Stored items
- Opening Delimiter -

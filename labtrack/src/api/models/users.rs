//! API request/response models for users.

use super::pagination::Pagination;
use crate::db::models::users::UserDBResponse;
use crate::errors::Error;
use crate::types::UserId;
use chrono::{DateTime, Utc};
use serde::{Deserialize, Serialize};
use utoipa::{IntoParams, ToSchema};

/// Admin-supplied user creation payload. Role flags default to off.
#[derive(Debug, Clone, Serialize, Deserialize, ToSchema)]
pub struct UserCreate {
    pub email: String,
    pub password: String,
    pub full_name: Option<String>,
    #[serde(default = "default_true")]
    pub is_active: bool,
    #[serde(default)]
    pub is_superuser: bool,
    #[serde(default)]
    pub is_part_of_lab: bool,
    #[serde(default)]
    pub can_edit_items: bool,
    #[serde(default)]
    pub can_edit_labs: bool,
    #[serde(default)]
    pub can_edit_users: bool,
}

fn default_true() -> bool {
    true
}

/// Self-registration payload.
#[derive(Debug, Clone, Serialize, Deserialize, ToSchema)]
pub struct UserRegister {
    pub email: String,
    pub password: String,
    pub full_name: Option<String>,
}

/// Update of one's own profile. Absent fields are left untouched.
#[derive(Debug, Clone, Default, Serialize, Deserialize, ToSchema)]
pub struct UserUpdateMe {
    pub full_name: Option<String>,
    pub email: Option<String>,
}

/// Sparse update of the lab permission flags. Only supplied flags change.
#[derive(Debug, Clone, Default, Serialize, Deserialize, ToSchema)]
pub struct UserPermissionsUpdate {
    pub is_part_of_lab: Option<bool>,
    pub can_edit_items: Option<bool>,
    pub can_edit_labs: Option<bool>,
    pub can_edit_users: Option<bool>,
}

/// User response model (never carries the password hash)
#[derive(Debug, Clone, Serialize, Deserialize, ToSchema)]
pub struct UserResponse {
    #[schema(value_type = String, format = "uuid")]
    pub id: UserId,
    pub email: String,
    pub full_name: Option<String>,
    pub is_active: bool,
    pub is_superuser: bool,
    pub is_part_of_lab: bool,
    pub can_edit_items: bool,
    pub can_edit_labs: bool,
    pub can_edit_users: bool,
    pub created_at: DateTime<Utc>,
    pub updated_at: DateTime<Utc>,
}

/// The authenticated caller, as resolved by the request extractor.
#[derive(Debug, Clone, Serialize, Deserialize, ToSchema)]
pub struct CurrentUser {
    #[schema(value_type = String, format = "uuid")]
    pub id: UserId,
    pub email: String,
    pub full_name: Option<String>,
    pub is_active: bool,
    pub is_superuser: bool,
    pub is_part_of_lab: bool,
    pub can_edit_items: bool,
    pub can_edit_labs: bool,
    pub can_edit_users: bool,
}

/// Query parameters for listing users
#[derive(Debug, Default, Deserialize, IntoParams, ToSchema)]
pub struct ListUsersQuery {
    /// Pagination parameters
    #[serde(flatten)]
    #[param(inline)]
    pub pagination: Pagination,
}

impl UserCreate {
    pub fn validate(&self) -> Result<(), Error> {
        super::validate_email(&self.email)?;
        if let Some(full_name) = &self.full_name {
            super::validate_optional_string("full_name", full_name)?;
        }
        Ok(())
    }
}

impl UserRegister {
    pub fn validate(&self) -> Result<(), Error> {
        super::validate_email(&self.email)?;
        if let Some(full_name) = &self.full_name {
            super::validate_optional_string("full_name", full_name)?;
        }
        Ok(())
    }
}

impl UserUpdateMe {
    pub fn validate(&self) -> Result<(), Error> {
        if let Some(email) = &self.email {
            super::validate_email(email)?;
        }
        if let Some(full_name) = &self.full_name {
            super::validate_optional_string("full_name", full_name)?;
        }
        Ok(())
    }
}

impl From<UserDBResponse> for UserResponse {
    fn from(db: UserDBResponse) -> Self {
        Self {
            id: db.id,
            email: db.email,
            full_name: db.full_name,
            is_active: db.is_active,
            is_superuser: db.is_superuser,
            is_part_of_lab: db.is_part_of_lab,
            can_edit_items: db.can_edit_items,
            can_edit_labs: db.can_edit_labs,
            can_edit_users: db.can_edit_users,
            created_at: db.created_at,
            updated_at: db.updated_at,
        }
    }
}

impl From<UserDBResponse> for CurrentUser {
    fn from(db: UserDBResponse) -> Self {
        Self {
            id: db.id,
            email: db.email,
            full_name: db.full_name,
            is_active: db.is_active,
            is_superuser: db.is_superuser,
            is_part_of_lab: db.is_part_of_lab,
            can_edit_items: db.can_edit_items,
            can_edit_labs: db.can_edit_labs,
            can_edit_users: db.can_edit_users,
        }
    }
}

- Closing Delimiter -
- Opening Delimiter -

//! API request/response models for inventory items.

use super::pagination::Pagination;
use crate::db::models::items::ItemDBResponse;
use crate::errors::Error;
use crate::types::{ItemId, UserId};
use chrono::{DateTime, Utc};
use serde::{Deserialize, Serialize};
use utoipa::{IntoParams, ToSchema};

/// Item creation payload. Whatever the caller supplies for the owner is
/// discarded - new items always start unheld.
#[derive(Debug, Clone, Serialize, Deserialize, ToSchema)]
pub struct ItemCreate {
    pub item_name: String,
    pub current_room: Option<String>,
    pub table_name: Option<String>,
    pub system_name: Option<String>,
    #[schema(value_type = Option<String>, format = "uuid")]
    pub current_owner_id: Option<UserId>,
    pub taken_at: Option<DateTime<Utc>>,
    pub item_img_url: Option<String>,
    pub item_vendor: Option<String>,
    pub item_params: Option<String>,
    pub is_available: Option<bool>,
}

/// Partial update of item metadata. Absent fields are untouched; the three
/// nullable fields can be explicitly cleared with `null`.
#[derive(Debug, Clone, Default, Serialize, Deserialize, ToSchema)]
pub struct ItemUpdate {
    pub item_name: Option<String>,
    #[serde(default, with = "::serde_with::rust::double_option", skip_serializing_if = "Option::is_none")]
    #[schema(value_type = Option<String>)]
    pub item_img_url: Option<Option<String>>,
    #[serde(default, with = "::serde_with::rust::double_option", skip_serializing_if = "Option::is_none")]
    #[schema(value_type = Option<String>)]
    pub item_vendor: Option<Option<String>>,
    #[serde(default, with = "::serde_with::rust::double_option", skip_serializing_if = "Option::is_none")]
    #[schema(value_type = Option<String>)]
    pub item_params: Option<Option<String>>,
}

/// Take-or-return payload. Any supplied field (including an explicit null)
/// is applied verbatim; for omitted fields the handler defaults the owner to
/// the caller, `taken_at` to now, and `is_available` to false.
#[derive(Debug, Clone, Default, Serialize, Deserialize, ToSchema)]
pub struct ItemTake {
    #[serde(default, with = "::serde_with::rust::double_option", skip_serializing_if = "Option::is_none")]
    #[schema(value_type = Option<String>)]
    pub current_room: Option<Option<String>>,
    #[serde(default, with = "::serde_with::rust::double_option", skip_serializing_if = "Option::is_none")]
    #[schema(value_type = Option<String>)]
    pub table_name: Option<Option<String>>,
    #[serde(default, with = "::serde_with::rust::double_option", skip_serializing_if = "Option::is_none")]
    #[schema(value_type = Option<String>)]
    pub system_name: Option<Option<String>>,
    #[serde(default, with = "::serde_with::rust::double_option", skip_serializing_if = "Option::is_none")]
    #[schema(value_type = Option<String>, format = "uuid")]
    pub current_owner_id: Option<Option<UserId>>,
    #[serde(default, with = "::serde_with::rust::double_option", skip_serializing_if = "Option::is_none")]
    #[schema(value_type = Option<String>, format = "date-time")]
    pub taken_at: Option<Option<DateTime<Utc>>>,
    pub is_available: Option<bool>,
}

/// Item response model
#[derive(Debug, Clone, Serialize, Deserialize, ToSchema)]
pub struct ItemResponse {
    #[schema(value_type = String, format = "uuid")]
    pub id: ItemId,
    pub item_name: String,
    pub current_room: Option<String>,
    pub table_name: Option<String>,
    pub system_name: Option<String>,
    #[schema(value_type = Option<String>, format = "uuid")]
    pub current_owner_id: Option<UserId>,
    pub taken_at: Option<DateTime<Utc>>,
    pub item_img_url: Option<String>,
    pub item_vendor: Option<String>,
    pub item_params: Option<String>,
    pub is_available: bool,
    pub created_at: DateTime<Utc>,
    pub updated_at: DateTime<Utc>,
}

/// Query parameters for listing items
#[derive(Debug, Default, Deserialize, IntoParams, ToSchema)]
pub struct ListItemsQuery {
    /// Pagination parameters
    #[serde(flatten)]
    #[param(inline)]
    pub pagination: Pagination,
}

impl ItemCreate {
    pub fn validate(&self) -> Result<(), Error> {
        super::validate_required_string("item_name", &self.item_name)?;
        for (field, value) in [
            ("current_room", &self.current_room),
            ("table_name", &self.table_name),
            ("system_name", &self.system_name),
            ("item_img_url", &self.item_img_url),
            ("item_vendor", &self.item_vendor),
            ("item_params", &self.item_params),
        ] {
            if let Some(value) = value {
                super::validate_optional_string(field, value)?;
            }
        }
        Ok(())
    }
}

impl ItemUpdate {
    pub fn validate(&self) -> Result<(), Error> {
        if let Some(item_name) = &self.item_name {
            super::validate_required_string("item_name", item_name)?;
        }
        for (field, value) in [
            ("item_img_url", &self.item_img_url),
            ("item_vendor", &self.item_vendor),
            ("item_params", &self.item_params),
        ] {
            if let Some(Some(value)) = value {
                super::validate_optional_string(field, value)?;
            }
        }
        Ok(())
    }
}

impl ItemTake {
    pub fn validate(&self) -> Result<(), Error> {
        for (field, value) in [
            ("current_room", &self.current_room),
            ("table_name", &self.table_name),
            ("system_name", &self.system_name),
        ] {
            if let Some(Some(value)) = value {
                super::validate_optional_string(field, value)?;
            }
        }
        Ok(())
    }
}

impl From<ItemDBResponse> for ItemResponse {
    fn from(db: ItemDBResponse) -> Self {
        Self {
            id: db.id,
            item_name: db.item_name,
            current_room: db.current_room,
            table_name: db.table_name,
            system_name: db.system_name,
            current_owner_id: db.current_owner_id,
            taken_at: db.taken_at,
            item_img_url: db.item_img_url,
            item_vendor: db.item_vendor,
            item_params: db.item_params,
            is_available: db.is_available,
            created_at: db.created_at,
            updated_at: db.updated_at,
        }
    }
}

- Closing Delimiter -

Transcribe the lines above between the line holding "filename labtrack/src/api/models/users.rs" and the line holding "the password hash)", inclusive, exactly as they stand and with nothing added.

filename labtrack/src/api/models/users.rs
//! API request/response models for users.

use super::pagination::Pagination;
use crate::db::models::users::UserDBResponse;
use crate::errors::Error;
use crate::types::UserId;
use chrono::{DateTime, Utc};
use serde::{Deserialize, Serialize};
use utoipa::{IntoParams, ToSchema};

/// Admin-supplied user creation payload. Role flags default to off.
#[derive(Debug, Clone, Serialize, Deserialize, ToSchema)]
pub struct UserCreate {
    pub email: String,
    pub password: String,
    pub full_name: Option<String>,
    #[serde(default = "default_true")]
    pub is_active: bool,
    #[serde(default)]
    pub is_superuser: bool,
    #[serde(default)]
    pub is_part_of_lab: bool,
    #[serde(default)]
    pub can_edit_items: bool,
    #[serde(default)]
    pub can_edit_labs: bool,
    #[serde(default)]
    pub can_edit_users: bool,
}

fn default_true() -> bool {
    true
}

/// Self-registration payload.
#[derive(Debug, Clone, Serialize, Deserialize, ToSchema)]
pub struct UserRegister {
    pub email: String,
    pub password: String,
    pub full_name: Option<String>,
}

/// Update of one's own profile. Absent fields are left untouched.
#[derive(Debug, Clone, Default, Serialize, Deserialize, ToSchema)]
pub struct UserUpdateMe {
    pub full_name: Option<String>,
    pub email: Option<String>,
}

/// Sparse update of the lab permission flags. Only supplied flags change.
#[derive(Debug, Clone, Default, Serialize, Deserialize, ToSchema)]
pub struct UserPermissionsUpdate {
    pub is_part_of_lab: Option<bool>,
    pub can_edit_items: Option<bool>,
    pub can_edit_labs: Option<bool>,
    pub can_edit_users: Option<bool>,
}

/// User response model (never carries the password hash)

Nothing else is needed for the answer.